## TO DO
For the entries presented below, indicate the number of lines that include the word "back", adding nothing else.

## PROVIDED RECORDS

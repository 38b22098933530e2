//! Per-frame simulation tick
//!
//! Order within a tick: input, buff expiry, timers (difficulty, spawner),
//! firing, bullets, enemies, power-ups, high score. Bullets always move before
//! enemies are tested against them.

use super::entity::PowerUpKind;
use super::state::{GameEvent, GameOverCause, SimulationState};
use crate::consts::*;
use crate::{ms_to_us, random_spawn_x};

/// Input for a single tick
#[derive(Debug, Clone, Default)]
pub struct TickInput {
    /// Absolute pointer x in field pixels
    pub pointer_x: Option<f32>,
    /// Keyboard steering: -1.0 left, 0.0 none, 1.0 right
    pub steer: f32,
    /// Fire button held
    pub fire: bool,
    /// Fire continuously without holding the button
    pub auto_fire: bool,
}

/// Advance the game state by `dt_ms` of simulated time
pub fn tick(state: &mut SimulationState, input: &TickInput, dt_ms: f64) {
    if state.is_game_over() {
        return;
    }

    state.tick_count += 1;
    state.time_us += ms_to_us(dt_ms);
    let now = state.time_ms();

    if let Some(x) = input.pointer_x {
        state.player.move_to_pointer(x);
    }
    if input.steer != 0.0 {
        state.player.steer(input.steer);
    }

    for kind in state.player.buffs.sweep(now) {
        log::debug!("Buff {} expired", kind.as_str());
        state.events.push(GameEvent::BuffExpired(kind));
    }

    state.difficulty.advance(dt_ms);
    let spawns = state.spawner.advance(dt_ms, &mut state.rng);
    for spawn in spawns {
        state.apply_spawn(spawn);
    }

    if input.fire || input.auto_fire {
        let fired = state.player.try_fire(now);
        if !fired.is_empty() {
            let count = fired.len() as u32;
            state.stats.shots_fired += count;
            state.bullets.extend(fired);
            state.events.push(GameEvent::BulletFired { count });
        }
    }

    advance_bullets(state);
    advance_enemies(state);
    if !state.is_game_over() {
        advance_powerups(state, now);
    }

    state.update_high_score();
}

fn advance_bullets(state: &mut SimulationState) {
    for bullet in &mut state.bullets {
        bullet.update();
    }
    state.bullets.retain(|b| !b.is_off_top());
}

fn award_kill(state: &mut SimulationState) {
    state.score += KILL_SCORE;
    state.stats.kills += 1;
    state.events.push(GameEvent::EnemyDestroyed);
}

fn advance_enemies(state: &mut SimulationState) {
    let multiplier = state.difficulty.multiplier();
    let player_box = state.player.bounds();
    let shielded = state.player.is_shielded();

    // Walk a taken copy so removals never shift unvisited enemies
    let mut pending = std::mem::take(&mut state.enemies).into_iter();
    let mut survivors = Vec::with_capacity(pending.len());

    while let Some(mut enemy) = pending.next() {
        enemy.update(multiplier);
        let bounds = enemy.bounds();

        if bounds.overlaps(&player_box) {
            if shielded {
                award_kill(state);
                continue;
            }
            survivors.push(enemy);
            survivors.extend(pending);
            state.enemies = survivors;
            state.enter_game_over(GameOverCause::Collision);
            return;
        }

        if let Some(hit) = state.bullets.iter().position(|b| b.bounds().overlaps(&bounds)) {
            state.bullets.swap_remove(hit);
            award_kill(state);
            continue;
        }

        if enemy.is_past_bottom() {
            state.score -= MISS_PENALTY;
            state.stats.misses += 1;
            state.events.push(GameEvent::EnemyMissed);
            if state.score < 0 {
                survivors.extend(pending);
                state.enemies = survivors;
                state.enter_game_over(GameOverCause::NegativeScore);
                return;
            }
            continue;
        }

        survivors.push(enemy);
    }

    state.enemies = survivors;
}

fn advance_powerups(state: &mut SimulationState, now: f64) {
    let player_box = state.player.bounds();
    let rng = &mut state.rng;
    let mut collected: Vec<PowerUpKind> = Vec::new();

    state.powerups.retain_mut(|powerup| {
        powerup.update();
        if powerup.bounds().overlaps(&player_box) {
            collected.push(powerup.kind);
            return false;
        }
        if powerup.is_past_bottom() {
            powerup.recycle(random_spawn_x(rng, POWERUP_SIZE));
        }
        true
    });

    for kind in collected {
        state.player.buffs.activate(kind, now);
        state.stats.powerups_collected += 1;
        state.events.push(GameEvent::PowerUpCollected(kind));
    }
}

--

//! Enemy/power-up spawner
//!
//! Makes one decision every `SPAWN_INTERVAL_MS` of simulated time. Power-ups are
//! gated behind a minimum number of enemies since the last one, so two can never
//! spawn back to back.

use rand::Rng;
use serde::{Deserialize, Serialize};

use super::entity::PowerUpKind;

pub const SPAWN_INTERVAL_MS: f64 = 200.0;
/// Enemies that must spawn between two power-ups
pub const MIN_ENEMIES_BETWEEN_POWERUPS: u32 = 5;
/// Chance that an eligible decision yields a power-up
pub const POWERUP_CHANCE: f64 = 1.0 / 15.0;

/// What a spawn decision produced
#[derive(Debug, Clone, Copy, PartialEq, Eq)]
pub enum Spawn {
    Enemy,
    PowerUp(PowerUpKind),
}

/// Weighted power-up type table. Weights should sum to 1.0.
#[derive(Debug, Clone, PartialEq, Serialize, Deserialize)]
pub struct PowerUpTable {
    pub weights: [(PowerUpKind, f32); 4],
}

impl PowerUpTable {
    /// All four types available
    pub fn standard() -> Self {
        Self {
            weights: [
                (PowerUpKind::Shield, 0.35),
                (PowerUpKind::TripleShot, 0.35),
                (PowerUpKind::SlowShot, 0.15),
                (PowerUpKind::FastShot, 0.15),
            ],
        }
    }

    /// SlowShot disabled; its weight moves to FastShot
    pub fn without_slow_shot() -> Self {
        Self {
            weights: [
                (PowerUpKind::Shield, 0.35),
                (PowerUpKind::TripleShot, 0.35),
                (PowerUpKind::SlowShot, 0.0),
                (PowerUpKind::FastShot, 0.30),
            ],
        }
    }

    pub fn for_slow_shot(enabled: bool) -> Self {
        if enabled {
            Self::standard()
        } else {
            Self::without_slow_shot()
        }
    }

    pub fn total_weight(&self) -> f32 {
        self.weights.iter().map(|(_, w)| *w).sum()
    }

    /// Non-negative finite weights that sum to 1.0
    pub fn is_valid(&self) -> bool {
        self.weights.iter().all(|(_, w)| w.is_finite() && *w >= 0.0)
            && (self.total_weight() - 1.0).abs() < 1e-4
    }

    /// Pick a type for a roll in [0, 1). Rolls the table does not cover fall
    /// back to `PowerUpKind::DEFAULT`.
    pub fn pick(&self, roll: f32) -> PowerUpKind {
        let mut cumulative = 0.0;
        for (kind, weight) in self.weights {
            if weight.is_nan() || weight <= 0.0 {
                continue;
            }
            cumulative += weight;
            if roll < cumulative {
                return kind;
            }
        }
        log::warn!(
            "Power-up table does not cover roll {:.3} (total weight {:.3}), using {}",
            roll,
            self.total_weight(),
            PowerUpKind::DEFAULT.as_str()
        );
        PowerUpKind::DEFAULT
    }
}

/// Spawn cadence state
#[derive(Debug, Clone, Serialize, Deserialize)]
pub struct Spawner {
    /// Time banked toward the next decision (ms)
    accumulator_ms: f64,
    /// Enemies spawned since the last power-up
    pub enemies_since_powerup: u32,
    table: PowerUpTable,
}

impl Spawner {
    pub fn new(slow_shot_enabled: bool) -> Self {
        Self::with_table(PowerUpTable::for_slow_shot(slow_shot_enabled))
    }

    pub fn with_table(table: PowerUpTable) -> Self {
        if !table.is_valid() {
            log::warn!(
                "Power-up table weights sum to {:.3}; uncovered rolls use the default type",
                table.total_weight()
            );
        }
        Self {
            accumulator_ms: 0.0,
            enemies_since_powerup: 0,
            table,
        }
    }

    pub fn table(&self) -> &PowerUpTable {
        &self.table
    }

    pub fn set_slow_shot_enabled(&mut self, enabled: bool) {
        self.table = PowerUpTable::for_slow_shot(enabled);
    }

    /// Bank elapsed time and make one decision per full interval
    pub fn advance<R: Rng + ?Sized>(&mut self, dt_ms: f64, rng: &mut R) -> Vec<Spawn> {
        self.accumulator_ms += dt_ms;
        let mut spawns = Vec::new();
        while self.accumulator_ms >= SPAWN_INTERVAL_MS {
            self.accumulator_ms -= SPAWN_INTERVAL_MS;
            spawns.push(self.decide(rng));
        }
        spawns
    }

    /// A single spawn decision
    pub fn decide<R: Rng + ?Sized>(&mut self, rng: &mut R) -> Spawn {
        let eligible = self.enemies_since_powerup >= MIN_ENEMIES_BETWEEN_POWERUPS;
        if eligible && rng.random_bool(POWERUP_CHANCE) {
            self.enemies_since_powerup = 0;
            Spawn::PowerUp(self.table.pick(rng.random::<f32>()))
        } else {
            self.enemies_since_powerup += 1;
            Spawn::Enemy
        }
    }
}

## SOLUTION TO THE PROBLEM
2